__Instructions for the task__
Each line in the records below that has the word "navexposed" should be copied.

Records from a data collection:
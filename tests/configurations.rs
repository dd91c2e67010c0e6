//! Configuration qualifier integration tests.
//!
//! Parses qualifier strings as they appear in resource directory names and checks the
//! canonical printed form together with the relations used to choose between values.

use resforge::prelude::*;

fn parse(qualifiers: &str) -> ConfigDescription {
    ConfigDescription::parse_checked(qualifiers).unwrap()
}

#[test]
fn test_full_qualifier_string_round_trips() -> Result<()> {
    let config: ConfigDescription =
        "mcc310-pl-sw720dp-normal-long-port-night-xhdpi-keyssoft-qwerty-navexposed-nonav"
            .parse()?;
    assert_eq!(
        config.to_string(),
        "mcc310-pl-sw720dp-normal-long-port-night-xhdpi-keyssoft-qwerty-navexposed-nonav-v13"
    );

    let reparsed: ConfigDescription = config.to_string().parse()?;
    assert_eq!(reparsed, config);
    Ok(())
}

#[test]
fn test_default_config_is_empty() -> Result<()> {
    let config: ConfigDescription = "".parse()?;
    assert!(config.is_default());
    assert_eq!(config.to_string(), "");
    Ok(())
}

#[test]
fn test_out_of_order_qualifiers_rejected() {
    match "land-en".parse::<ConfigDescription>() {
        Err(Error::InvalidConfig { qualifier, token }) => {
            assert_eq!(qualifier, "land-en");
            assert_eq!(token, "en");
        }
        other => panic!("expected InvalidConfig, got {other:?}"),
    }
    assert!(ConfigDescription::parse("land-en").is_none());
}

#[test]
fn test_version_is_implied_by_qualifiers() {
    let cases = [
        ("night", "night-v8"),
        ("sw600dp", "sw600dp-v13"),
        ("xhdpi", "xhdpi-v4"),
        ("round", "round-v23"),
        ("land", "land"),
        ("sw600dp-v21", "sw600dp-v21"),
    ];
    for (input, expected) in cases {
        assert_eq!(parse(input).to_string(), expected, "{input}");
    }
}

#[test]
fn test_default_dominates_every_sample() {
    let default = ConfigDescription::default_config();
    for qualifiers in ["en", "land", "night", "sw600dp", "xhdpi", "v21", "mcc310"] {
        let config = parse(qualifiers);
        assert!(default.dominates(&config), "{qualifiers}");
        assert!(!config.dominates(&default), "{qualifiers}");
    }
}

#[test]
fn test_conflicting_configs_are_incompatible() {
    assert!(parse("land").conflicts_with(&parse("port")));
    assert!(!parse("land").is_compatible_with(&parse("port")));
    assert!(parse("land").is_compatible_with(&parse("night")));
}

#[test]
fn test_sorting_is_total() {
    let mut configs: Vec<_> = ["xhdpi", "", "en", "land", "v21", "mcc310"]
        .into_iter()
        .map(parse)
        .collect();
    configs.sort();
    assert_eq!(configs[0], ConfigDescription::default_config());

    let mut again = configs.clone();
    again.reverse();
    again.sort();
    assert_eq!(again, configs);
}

__Result of the exercise__
        "mcc310-pl-sw720dp-normal-long-port-night-xhdpi-keyssoft-qwerty-navexposed-nonav"
        "mcc310-pl-sw720dp-normal-long-port-night-xhdpi-keyssoft-qwerty-navexposed-nonav-v13"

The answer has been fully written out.